De Gaulle et le monde arabe

À l’occasion des 50 ans de la mort de Charles de Gaulle, le 9 novembre 1970, il est intéressant de rappeler le visionnaire qu’il fut, mais également le bâtisseur d’une politique arabe indépendante et consciente des réalités locales.

Homme de discours, ses mots ont une temporalité qui dépasse de loin son vivant. Pour le général, « l’Orient compliqué » est une région en perpétuel bouillonnement. Il qualifie le monde arabe de « passionnel et démentiel », en quête de régénération.

Le général de Gaulle à Alger en 1960

Passionné par l’Orient 

Son éducation militaire le plonge rapidement dans les ramifications complexes de l’Orient. Ainsi, il lit Itinéraire de Paris à Jérusalem de Chateaubriand, Une Enquête au pays du Levant et Un jardin sur l’Oronte de Barrès. Les nombreuses discussions avec son camarade Catroux, général d’armée et fin connaisseur du monde arabe, le captivent littéralement.

C’est au cours de ses trois années à Beyrouth de 1929 à 1931 ou il est affecté à l’État Major du Levant  qu’il se familiarise réellement avec la réalité du terrain. Il prend conscience de la problématique kurde, de l’émergence du nationalisme arabe et de la question épineuse d’un foyer de peuplement juif en Palestine.

La Syrie et le Liban sous mandat français depuis les accords de Sykes-Picot sont les deux premières régions à rejoindre le commandement de la France libre dès 1941. Le général de Gaulle s’appuie sur Catroux pour lutter contre les forces vichystes présentes en Orient.

Néanmoins, pris en étau par les revendications américano-britanniques de sape des intérêts français au Levant et la montée des nationalistes arabes, la France est contrainte d’abandonner le Liban en 1943 et la Syrie en 1945.

Libérateur de la nation française, de Gaulle veut inscrire son action dans la durée, celle d’une Histoire intemporelle et de la grandeur de la France. Or, les troubles politiques internes (l poids du Parti communiste français) et les ingérences extérieures (les Américains voulaient isoler de Gaulle) le poussent à la démission du poste de chef du gouvernement en 1946.

Sortir du « bourbier » algérien 

Lorsque le général revient au pouvoir en 1958, la France est en guerre contre les nationalistes algériens du Front de libération nationale (FLN). En soutien au peuple algérien, les pays arabes décident au fur et à mesure de couper leurs relations diplomatiques avec la France coloniale.
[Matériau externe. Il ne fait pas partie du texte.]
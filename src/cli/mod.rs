//! Command line interface for the variant generator.
//!
//! This module wires argument parsing to the resolve → assemble → select
//! pipeline and writes the result.

mod args;
mod output;

pub use args::Args;
pub use output::{emit, write_file};

use crate::error::{CliError, Result, VariantError};
use crate::metadata;
use crate::transform::TransformRuleSet;
use crate::variants::{
    self, BaseDescriptor, ConfigAssembler, Deployment, EnvSnapshot, VariantRegistry,
};
use path_absolutize::Absolutize;
use std::path::Path;

/// Main CLI entry point
pub async fn run() -> Result<i32> {
    let args = Args::parse_args();
    execute(&args, &EnvSnapshot::capture()).await
}

/// Runs the pipeline for parsed arguments against an environment snapshot.
pub async fn execute(args: &Args, env: &EnvSnapshot) -> Result<i32> {
    args.validate()
        .map_err(|reason| VariantError::Cli(CliError::InvalidArguments { reason }))?;

    let root = args.root()?;
    let registry = match &args.catalog {
        Some(path) => VariantRegistry::load(path, &root).await?,
        None => VariantRegistry::standard(&root)?,
    };

    if args.list {
        emit(None, &registry.names().join("\n")).await?;
        return Ok(0);
    }

    let requested = args.requested();
    variants::check_requested(&requested, &registry.names())?;

    let version = match &args.pkg_version {
        Some(version) => version.clone(),
        None => {
            let manifest = args
                .package_json
                .clone()
                .unwrap_or_else(|| root.join("package.json"));
            metadata::load_manifest(&manifest).await?.version
        }
    };

    let features = variants::resolve(env);
    let deployment = Deployment::resolve(env);
    let base = BaseDescriptor::standard(&root);
    let rules = standard_rules(&root);

    let configs = ConfigAssembler::new(&base, &rules, deployment.release).assemble_all(
        &registry,
        &features,
        &deployment,
        &version,
    );
    let selected = variants::select(&requested, configs)?;

    if let Some(path) = &args.transform {
        let Some(first) = selected.first() else {
            return Err(CliError::InvalidArguments {
                reason: "No variant selected to transform with".to_string(),
            }
            .into());
        };
        let source = tokio::fs::read_to_string(path).await.map_err(|e| {
            VariantError::Cli(CliError::ExecutionFailed {
                command: "read_source".to_string(),
                reason: format!("Failed to read {}: {}", path.display(), e),
            })
        })?;
        let module = path.absolutize()?;
        let rewritten = rules.apply(&module, &source, first.mode(), deployment.release);
        emit(args.output.as_deref(), &rewritten).await?;
        return Ok(0);
    }

    let json = serde_json::to_string_pretty(&selected)?;
    emit(args.output.as_deref(), &json).await?;
    Ok(0)
}

/// Rewrite rules importing polyfills from `<root>/src/polyfills/number`.
pub fn standard_rules(root: &Path) -> TransformRuleSet {
    let polyfills = root.join("src").join("polyfills").join("number");
    TransformRuleSet::standard(polyfills.to_string_lossy())
}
De Gaulle a conscience de l’épine que représente ce dossier. Il veut en finir. De surcroît, il sait que la France peut jouer un rôle crucial auprès du tiers-monde dans sa logique de non-alignement face aux blocs soviétique et américain. L’Algérie française est pour lui le problème et non la solution. Il s’empresse donc de résoudre ce conflit, ce qui lui permettra de mettre en place une réelle politique arabe.
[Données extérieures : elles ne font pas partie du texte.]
//! Source rewrite rules shared by every variant.
//!
//! Two kinds of rule exist:
//!
//! - [`CalleeRewrite`] replaces a global built-in member expression (such as
//!   `Number.isFinite`) with a named import from a polyfill module, so the
//!   bundle does not depend on the host's native implementation. These apply
//!   to every variant.
//! - [`DiagnosticStrip`] removes `console.*` calls that are not allow-listed.
//!   It applies only to production variants, or to every variant during a
//!   release deployment.
//!
//! Callee rewrites always run first, so a built-in referenced from inside a
//! stripped diagnostic still gets its import.

mod callee;
mod diagnostics;
pub mod lexer;

pub use callee::{CalleeRewrite, NamedImport, QualifiedName, rewrite, rewrite_file};
pub use diagnostics::DiagnosticStrip;

use crate::variants::Mode;
use serde_json::{Value, json};
use std::collections::BTreeSet;
use std::path::Path;

/// Loader plugin name for the callee rewrite table.
pub const CALLEE_REWRITE_PLUGIN: &str = "callee-rewrite";

/// Loader plugin name for diagnostic stripping.
pub const DIAGNOSTIC_STRIP_PLUGIN: &str = "transform-remove-console";

/// One step of a variant's rewrite pipeline.
#[derive(Debug, Clone, PartialEq, Eq)]
pub enum TransformRule {
    CalleeRewrite(CalleeRewrite),
    DiagnosticStrip(DiagnosticStrip),
}

impl TransformRule {
    /// Applies this rule to the source of the module at `path`.
    pub fn apply(&self, path: &Path, source: &str) -> String {
        match self {
            TransformRule::CalleeRewrite(rule) => {
                rewrite_file(path, source, std::slice::from_ref(rule))
            }
            TransformRule::DiagnosticStrip(rule) => rule.strip(source),
        }
    }
}

/// Fixed, ordered rule set used by every variant.
#[derive(Debug, Clone, PartialEq, Eq)]
pub struct TransformRuleSet {
    callee_rewrites: Vec<CalleeRewrite>,
    diagnostic_strip: DiagnosticStrip,
}

impl TransformRuleSet {
    pub fn new(callee_rewrites: Vec<CalleeRewrite>, diagnostic_strip: DiagnosticStrip) -> Self {
        Self {
            callee_rewrites,
            diagnostic_strip,
        }
    }

    /// Standard rules importing number polyfills from `polyfill_module`.
    pub fn standard(polyfill_module: impl Into<String>) -> Self {
        let module = polyfill_module.into();
        let rewrite = |pattern: &[&str], name: &str| {
            CalleeRewrite::new(
                QualifiedName::from_segments(pattern),
                name,
                module.clone(),
            )
        };
        Self {
            callee_rewrites: vec![
                rewrite(&["Number", "isFinite"], "isFiniteNumber"),
                rewrite(&["Number", "MAX_SAFE_INTEGER"], "MAX_SAFE_INTEGER"),
            ],
            diagnostic_strip: DiagnosticStrip::default(),
        }
    }

    pub fn callee_rewrites(&self) -> &[CalleeRewrite] {
        &self.callee_rewrites
    }

    pub fn diagnostic_strip(&self) -> &DiagnosticStrip {
        &self.diagnostic_strip
    }

    /// Whether diagnostics are stripped for a variant in `mode`.
    pub fn strips_diagnostics(mode: Mode, release: bool) -> bool {
        mode == Mode::Production || release
    }

    /// Ordered pipeline for a variant: callee rewrites, then the strip rule
    /// when it is active.
    pub fn pipeline(&self, mode: Mode, release: bool) -> Vec<TransformRule> {
        let mut rules: Vec<TransformRule> = self
            .callee_rewrites
            .iter()
            .cloned()
            .map(TransformRule::CalleeRewrite)
            .collect();
        if Self::strips_diagnostics(mode, release) {
            rules.push(TransformRule::DiagnosticStrip(self.diagnostic_strip.clone()));
        }
        rules
    }

    /// Modules the callee rewrites import from. These are never rewritten
    /// themselves.
    pub fn import_targets(&self) -> BTreeSet<&str> {
        self.callee_rewrites
            .iter()
            .map(|rule| rule.import.module.as_str())
            .collect()
    }

    /// Runs the pipeline over the source of the module at `path`.
    pub fn apply(&self, path: &Path, source: &str, mode: Mode, release: bool) -> String {
        let rewritten = rewrite_file(path, source, &self.callee_rewrites);
        if Self::strips_diagnostics(mode, release) {
            self.diagnostic_strip.strip(&rewritten)
        } else {
            rewritten
        }
    }

    /// Loader plugin entry for the callee rewrite table.
    pub fn rewrite_plugin(&self) -> Value {
        json!([
            CALLEE_REWRITE_PLUGIN,
            {
                "rules": self.callee_rewrites,
                "skip": self.import_targets(),
            }
        ])
    }

    /// Loader plugin entry for diagnostic stripping, when active for `mode`.
    pub fn strip_plugin(&self, mode: Mode, release: bool) -> Option<Value> {
        Self::strips_diagnostics(mode, release).then(|| {
            json!([
                DIAGNOSTIC_STRIP_PLUGIN,
                { "exclude": self.diagnostic_strip.allowed }
            ])
        })
    }
}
Ainsi, avec la signature des accords d’Évian le 18 mars 1962, le général de Gaulle met fin à la guerre d’Algérie et permet au peuple algérien d’obtenir son indépendance. Par cet acte, il exprime clairement son souhait de bâtir une politique arabe.

La France redore peu à peu son image au Moyen-Orient et également auprès des pays nouvellement indépendants. De Gaulle est apprécié pour sa fermeté et son pragmatisme. Il est vu comme le libérateur de la France, à l’instar d’un Nasser pour l’Égypte ou d’un Ben Bella pour l’Algérie.

Malgré les inquiétudes israéliennes, la France ne devient pas pour autant « pro-arabe ».

La guerre des Six Jours : le tournant diplomatique

« L’ami et l’allié » israélien. C’est par ces mots que le général de Gaulle reçoit le Premier ministre israélien David Ben Gourion en 1960. Les deux pays entretiennent des relations amicales. Sous le gouvernement de Pierre Mendès France en 1956, la France a aidé Israël à obtenir la bombe nucléaire.

Le général de Gaulle reste bienveillant à l’égard d’Israël, qui obtient des avantages considérables sur les plans agricoles et militaires. En effet, à la fin de l’année 1966, son gouvernement fournit 50 Mirages V à l’armée israélienne. Le président français a conscience qu’Israël est entouré d’ennemis. Néanmoins, étant général, de Gaulle ne peut ignorer l’avantage militaire que possède Israël sur l’Égypte et la Syrie.

1967 est l’année de la discorde israélo-française. Toute l’opinion occidentale prend fait et cause pour Israël lors de la guerre des Six Jours. De surcroît, la presse française assimile Nasser à Hitler.

De Gaulle, quant à lui, reste neutre et avertit Israël des conséquences d’un conflit régional. Il aurait dit au journaliste et philosophe français Raymond Aron, au début des années 1960 : « Si l’existence d’Israël me paraît très justifiée, j’estime que beaucoup de prudence s’impose à l’égard des Arabes. Ce sont ses voisins et le sont pour toujours. »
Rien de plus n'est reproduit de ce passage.